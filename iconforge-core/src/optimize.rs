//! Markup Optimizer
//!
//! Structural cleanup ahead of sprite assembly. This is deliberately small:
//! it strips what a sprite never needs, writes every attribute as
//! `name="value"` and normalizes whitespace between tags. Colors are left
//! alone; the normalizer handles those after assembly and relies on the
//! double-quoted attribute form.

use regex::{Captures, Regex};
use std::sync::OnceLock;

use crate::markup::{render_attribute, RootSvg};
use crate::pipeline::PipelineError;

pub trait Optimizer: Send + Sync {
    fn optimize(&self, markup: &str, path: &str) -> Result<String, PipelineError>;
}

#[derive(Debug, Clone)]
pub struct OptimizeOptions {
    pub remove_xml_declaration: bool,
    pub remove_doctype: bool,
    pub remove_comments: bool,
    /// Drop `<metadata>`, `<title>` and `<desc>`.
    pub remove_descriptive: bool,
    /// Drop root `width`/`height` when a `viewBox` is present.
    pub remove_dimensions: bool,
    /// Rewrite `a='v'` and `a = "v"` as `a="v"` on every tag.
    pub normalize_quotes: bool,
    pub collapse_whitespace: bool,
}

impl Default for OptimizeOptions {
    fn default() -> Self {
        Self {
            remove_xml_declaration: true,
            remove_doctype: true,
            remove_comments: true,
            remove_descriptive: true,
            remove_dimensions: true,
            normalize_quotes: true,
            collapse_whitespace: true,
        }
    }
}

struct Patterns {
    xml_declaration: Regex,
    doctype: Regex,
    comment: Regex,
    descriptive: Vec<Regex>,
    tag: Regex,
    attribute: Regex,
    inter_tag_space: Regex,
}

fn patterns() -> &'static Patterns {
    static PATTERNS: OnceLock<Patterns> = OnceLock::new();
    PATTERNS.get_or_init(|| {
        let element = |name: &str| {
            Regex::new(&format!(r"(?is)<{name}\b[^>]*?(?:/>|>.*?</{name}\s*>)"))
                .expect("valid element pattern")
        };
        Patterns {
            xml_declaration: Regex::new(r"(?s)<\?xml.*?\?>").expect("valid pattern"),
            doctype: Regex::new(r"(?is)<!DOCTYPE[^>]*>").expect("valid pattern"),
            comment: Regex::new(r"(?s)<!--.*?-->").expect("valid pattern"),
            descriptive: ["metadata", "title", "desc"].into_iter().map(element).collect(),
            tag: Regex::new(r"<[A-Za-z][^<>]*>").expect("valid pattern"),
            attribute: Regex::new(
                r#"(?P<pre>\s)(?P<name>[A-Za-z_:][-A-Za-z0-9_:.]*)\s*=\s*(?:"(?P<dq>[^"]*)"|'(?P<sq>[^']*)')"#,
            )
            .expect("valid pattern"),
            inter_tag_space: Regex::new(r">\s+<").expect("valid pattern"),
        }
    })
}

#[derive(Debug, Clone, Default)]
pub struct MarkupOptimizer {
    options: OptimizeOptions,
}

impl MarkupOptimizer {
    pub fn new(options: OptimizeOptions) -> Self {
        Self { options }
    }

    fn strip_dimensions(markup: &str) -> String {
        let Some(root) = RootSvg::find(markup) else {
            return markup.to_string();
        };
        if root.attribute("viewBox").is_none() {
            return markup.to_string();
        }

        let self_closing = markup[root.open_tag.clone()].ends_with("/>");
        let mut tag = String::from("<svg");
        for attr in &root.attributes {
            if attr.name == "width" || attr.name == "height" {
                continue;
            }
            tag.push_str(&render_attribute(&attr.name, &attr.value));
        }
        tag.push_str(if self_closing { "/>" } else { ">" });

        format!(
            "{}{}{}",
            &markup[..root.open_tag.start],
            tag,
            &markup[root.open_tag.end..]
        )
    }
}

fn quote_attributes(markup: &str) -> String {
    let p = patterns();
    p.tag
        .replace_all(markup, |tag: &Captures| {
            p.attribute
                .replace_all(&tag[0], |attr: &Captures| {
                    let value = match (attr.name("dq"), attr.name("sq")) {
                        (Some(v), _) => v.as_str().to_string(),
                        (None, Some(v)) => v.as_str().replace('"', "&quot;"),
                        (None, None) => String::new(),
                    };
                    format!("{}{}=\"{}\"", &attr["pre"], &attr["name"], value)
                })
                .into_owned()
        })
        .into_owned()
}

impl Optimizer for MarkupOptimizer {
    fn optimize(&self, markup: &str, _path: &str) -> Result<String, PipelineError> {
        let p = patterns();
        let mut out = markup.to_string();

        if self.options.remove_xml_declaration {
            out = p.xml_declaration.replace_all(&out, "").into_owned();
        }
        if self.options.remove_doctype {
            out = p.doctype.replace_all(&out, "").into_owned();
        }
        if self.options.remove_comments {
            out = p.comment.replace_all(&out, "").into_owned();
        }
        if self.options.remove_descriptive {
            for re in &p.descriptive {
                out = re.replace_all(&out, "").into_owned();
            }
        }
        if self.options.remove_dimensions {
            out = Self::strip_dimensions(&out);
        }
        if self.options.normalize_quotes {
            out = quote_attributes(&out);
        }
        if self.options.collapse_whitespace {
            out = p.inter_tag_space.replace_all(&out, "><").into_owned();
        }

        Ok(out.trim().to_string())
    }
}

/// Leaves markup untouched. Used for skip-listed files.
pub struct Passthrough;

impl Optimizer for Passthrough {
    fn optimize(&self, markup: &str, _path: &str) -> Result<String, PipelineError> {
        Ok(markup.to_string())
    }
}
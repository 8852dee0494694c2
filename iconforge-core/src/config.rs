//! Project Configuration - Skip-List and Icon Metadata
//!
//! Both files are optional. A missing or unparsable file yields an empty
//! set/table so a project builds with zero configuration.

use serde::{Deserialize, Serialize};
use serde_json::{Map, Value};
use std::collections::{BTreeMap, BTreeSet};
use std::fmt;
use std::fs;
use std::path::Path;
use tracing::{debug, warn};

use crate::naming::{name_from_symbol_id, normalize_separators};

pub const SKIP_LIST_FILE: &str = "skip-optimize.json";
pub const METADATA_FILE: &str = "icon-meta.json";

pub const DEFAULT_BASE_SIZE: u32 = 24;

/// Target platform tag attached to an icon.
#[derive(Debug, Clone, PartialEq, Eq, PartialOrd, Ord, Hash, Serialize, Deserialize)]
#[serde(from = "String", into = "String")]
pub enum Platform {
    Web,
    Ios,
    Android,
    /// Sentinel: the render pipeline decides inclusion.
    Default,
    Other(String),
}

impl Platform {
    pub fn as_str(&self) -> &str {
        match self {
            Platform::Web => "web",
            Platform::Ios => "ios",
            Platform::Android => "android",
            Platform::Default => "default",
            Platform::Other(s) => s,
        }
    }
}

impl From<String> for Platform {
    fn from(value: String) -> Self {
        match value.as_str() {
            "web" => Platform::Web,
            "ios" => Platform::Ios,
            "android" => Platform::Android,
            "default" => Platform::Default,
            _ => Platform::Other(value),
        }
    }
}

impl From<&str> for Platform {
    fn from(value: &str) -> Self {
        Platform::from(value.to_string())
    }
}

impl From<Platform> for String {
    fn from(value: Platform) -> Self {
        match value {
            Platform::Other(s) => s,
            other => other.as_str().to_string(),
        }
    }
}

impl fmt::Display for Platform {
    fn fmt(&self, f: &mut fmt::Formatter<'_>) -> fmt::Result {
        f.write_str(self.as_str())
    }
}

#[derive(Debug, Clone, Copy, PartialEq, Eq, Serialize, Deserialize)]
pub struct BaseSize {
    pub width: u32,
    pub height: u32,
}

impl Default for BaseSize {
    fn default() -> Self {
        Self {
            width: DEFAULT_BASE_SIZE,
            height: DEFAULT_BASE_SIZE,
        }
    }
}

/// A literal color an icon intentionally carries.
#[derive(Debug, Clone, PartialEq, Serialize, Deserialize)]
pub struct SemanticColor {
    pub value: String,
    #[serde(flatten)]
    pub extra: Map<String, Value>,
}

*Work item*:
From the records above, count how many lines hold the string "expect", then give only that number.

*Solved problem*:
7